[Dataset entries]
*** Block opens ***

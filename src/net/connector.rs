//! Tokio driver for the proxy handshake.
//!
//! # Responsibilities
//! - Dial the proxy with a connect deadline
//! - Feed socket reads, the handshake deadline and shutdown into the state machine
//! - Write whatever the state machine queued, once per event turn
//! - Hand back a [`Tunnel`] carrying bytes that arrived past the proxy response

use std::collections::VecDeque;
use std::sync::Arc;
use std::time::{Duration, Instant};

use bytes::{Bytes, BytesMut};
use tokio::io::{AsyncRead, AsyncReadExt, AsyncWrite, AsyncWriteExt};
use tokio::net::TcpStream;
use tokio::sync::broadcast;

use crate::config::schema::TunnelConfig;
use crate::handshake::context::{
    DestinationTarget, HandshakeContext, ProxyConnectionEvent, ProxyEndpoint,
};
use crate::handshake::error::HandshakeError;
use crate::handshake::machine::{ProxyHandshake, DEFAULT_HANDSHAKE_TIMEOUT};
use crate::handshake::pending::WritePromise;
use crate::handshake::protocol::HandshakeProtocol;
use crate::http::connect::{HttpConnectProtocol, HttpConnectSettings};
use crate::net::connection::Connection;
use crate::net::pipeline::Pipeline;
use crate::net::tunnel::Tunnel;
use crate::resilience::timeouts::{connect_with_timeout, DEFAULT_CONNECT_TIMEOUT};

/// Pipeline name of the handshake stage.
pub const HANDSHAKE_STAGE: &str = "proxy-handshake";

const READ_BUFFER_SIZE: usize = 4 * 1024;

/// Opens tunnels through one HTTP proxy.
///
/// Cheap to clone; every attempt gets its own protocol and state machine.
#[derive(Debug, Clone)]
pub struct ProxyConnector {
    proxy: ProxyEndpoint,
    settings: Arc<HttpConnectSettings>,
    connect_timeout: Option<Duration>,
    handshake_timeout: Duration,
}

impl ProxyConnector {
    pub fn new(proxy: ProxyEndpoint, settings: HttpConnectSettings) -> Self {
        Self {
            proxy,
            settings: Arc::new(settings),
            connect_timeout: Some(DEFAULT_CONNECT_TIMEOUT),
            handshake_timeout: DEFAULT_HANDSHAKE_TIMEOUT,
        }
    }

    /// Build from a validated configuration.
    pub fn from_config(config: &TunnelConfig) -> Result<Self, HandshakeError> {
        let proxy = ProxyEndpoint::parse(&config.proxy.address)?;
        let mut settings = HttpConnectSettings::from_parts(
            &config.proxy.scheme,
            config.proxy.username.as_deref(),
            config.proxy.password.as_deref(),
        )?;
        for (name, value) in &config.proxy.headers {
            settings = settings.header(name, value)?;
        }
        Ok(Self::new(proxy, settings)
            .with_connect_timeout(Duration::from_millis(config.timeouts.connect_ms))
            .with_handshake_timeout(Duration::from_millis(config.timeouts.handshake_ms)))
    }

    /// Zero waits as long as the OS does.
    pub fn with_connect_timeout(mut self, timeout: Duration) -> Self {
        self.connect_timeout = (!timeout.is_zero()).then_some(timeout);
        self
    }

    /// Zero disables the handshake deadline.
    pub fn with_handshake_timeout(mut self, timeout: Duration) -> Self {
        self.handshake_timeout = timeout;
        self
    }

    pub fn connect_timeout(&self) -> Option<Duration> {
        self.connect_timeout
    }

    pub fn handshake_timeout(&self) -> Duration {
        self.handshake_timeout
    }

    pub fn proxy(&self) -> &ProxyEndpoint {
        &self.proxy
    }

    pub fn settings(&self) -> &HttpConnectSettings {
        &self.settings
    }

    /// Dial the proxy and open a tunnel to `destination`.
    pub async fn connect(
        &self,
        destination: DestinationTarget,
    ) -> Result<Tunnel<TcpStream>, HandshakeError> {
        self.connect_with(destination, None, None).await
    }

    /// Like [`connect`](Self::connect), with application bytes to send as
    /// soon as the tunnel is up and an optional shutdown signal.
    pub async fn connect_with(
        &self,
        destination: DestinationTarget,
        early_data: Option<Bytes>,
        mut shutdown: Option<broadcast::Receiver<()>>,
    ) -> Result<Tunnel<TcpStream>, HandshakeError> {
        let ctx = self.context(&destination);
        let (host, port) = match &self.proxy {
            ProxyEndpoint::Inet { host, port } => (host.as_str(), *port),
            ProxyEndpoint::Unix(_) => {
                return Err(HandshakeError::InvalidConfiguration(format!(
                    "{} is not a TCP endpoint; pass a connected stream to establish()",
                    self.proxy
                )))
            }
        };

        tracing::debug!(proxy = %self.proxy, destination = %destination, "Dialing proxy");
        let stream = tokio::select! {
            res = connect_with_timeout((host, port), self.connect_timeout) => {
                res.map_err(|e| ctx.transport(e))?
            }
            _ = cancelled(&mut shutdown) => return Err(ctx.closed_early()),
        };

        self.establish(stream, destination, early_data, shutdown).await
    }

    /// Run the handshake over an already connected stream.
    pub async fn establish<S>(
        &self,
        mut stream: S,
        destination: DestinationTarget,
        early_data: Option<Bytes>,
        mut shutdown: Option<broadcast::Receiver<()>>,
    ) -> Result<Tunnel<S>, HandshakeError>
    where
        S: AsyncRead + AsyncWrite + Unpin,
    {
        let protocol = HttpConnectProtocol::new(Arc::clone(&self.settings));
        let mut handshake = ProxyHandshake::new(protocol, self.proxy.clone(), destination)
            .with_timeout(self.handshake_timeout);
        let Some(mut outcome) = handshake.connect_future() else {
            return Err(handshake.context().transport("handshake outcome unavailable"));
        };

        let mut conn = BufferedConnection::new();
        if let Some(data) = early_data {
            handshake.on_outbound_write(&mut conn, data, WritePromise::none());
            handshake.on_flush(&mut conn);
        }
        handshake.on_connected(&mut conn);

        let mut buf = BytesMut::with_capacity(READ_BUFFER_SIZE);
        loop {
            if let Err(e) = conn.write_to(&mut stream).await {
                let err = handshake.context().transport(&e);
                conn.fail_outbound(&err);
                if handshake.is_connected() {
                    // Released application writes never reached the tunnel.
                    tracing::warn!(attempt = %handshake.id(), error = %e, "Write failed after handshake");
                    return Err(err);
                }
                handshake.on_transport_error(&mut conn, &e);
            }
            if let Some(result) = outcome.try_outcome() {
                result?;
                break;
            }

            let deadline = handshake.poll_timeout();
            tokio::select! {
                read = stream.read_buf(&mut buf) => match read {
                    Ok(0) => handshake.on_connection_closed(&mut conn),
                    Ok(_) => handshake.on_inbound_bytes(&mut conn, buf.split().freeze()),
                    Err(e) => handshake.on_transport_error(&mut conn, &e),
                },
                _ = sleep_until(deadline) => handshake.on_timeout(&mut conn),
                _ = cancelled(&mut shutdown) => handshake.cancel(&mut conn),
            }
        }

        let Some(event) = conn.established.take() else {
            return Err(handshake.context().transport("tunnel established without notification"));
        };
        Ok(Tunnel::new(stream, conn.inbound.split().freeze(), event))
    }

    fn context(&self, destination: &DestinationTarget) -> HandshakeContext {
        let protocol = HttpConnectProtocol::new(Arc::clone(&self.settings));
        HandshakeContext::new(
            protocol.protocol(),
            protocol.auth_scheme(),
            self.proxy.clone(),
            destination.clone(),
        )
    }
}

async fn sleep_until(deadline: Option<Instant>) {
    match deadline {
        Some(at) => tokio::time::sleep_until(tokio::time::Instant::from_std(at)).await,
        None => std::future::pending().await,
    }
}

/// Resolves when shutdown is signalled. A dropped coordinator is not a signal.
async fn cancelled(shutdown: &mut Option<broadcast::Receiver<()>>) {
    if let Some(rx) = shutdown {
        match rx.recv().await {
            Ok(()) | Err(broadcast::error::RecvError::Lagged(_)) => return,
            Err(broadcast::error::RecvError::Closed) => {}
        }
    }
    std::future::pending::<()>().await
}

/// [`Connection`] that buffers in memory; the driver moves bytes between it
/// and the socket.
struct BufferedConnection {
    pipeline: Pipeline,
    outbound: VecDeque<(Bytes, WritePromise)>,
    inbound: BytesMut,
    established: Option<ProxyConnectionEvent>,
    closed: bool,
}

impl BufferedConnection {
    fn new() -> Self {
        let mut pipeline = Pipeline::new();
        // The handshake stage itself; the codec is installed in front of it.
        let _ = pipeline.add_last(HANDSHAKE_STAGE, ());
        Self {
            pipeline,
            outbound: VecDeque::new(),
            inbound: BytesMut::new(),
            established: None,
            closed: false,
        }
    }

    /// Write and flush everything queued, completing promises as it goes.
    async fn write_to<S: AsyncWrite + Unpin>(&mut self, stream: &mut S) -> std::io::Result<()> {
        if self.outbound.is_empty() {
            return Ok(());
        }
        if self.closed {
            // Unobserved promises read as dropped.
            self.outbound.clear();
            return Ok(());
        }
        while let Some((data, mut promise)) = self.outbound.pop_front() {
            if let Err(e) = stream.write_all(&data).await {
                self.outbound.push_front((data, promise));
                return Err(e);
            }
            promise.succeed();
        }
        stream.flush().await
    }

    /// Fail every write still queued.
    fn fail_outbound(&mut self, err: &HandshakeError) {
        for (_, mut promise) in self.outbound.drain(..) {
            promise.fail(err.clone());
        }
    }
}

impl Connection for BufferedConnection {
    fn handler_name(&self) -> &str {
        HANDSHAKE_STAGE
    }

    fn pipeline(&mut self) -> &mut Pipeline {
        &mut self.pipeline
    }

    fn write(&mut self, data: Bytes, promise: WritePromise) {
        self.outbound.push_back((data, promise));
    }

    // Every queued write is flushed at the end of the event turn.
    fn flush(&mut self) {}

    fn fire_read(&mut self, data: Bytes) {
        self.inbound.extend_from_slice(&data);
    }

    fn fire_tunnel_established(&mut self, event: &ProxyConnectionEvent) {
        self.established = Some(event.clone());
    }

    fn close(&mut self) {
        self.closed = true;
    }
}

*** Block closes ***

Directions for this task. Only the lines above from the one with "use tokio::net::TcpStream;" up to and including the one with "const READ_BUFFER_SIZE: usize = 4 * 1024;" should be repeated, exactly as written.

Solution.
use tokio::net::TcpStream;
use tokio::sync::broadcast;

use crate::config::schema::TunnelConfig;
use crate::handshake::context::{
    DestinationTarget, HandshakeContext, ProxyConnectionEvent, ProxyEndpoint,
};
use crate::handshake::error::HandshakeError;
use crate::handshake::machine::{ProxyHandshake, DEFAULT_HANDSHAKE_TIMEOUT};
use crate::handshake::pending::WritePromise;
use crate::handshake::protocol::HandshakeProtocol;
use crate::http::connect::{HttpConnectProtocol, HttpConnectSettings};
use crate::net::connection::Connection;
use crate::net::pipeline::Pipeline;
use crate::net::tunnel::Tunnel;
use crate::resilience::timeouts::{connect_with_timeout, DEFAULT_CONNECT_TIMEOUT};

/// Pipeline name of the handshake stage.
pub const HANDSHAKE_STAGE: &str = "proxy-handshake";

const READ_BUFFER_SIZE: usize = 4 * 1024;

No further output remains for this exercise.